[Records contained in a dataset]
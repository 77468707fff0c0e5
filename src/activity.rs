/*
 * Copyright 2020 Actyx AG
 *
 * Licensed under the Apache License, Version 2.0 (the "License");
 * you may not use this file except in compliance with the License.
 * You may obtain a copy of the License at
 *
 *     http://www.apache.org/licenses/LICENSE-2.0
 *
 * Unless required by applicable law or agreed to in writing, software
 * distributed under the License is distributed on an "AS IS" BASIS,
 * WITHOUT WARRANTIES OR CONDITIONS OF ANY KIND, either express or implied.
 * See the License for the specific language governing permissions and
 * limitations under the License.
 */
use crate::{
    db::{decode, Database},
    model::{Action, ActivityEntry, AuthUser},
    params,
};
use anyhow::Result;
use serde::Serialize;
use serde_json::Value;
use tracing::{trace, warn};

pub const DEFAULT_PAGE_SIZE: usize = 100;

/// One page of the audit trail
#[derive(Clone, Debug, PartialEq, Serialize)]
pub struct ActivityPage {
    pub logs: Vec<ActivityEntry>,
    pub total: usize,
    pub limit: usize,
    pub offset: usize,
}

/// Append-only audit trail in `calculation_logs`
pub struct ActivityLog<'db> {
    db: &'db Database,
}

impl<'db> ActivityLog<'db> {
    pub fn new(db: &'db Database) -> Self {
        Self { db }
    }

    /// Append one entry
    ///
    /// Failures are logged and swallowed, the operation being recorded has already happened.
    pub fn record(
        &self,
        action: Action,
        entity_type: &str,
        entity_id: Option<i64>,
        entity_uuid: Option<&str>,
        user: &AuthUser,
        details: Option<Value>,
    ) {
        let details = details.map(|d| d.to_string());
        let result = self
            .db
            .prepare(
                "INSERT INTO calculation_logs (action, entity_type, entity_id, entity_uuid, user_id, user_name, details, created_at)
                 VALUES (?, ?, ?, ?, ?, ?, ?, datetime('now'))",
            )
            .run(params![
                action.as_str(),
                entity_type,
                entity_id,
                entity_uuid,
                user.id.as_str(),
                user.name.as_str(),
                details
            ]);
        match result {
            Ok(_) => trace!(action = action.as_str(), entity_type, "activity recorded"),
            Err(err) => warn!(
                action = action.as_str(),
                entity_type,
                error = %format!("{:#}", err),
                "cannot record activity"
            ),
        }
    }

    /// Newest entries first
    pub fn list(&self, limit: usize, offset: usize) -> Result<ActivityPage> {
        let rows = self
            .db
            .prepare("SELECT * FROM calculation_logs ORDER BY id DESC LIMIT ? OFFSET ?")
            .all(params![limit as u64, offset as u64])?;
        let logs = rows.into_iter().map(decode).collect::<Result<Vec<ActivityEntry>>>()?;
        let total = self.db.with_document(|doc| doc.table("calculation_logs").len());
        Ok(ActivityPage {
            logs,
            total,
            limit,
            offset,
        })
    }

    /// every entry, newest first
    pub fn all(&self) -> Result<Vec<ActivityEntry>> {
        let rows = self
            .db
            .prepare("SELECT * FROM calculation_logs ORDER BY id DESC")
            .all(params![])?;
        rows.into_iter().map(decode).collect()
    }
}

▶ **HOW TO COMPLETE THIS TASK**: Find the lines above that contain the word "decode" and copy each one.

▶ **SOLUTION TO THIS TASK**:
    db::{decode, Database},
        let logs = rows.into_iter().map(decode).collect::<Result<Vec<ActivityEntry>>>()?;
        rows.into_iter().map(decode).collect()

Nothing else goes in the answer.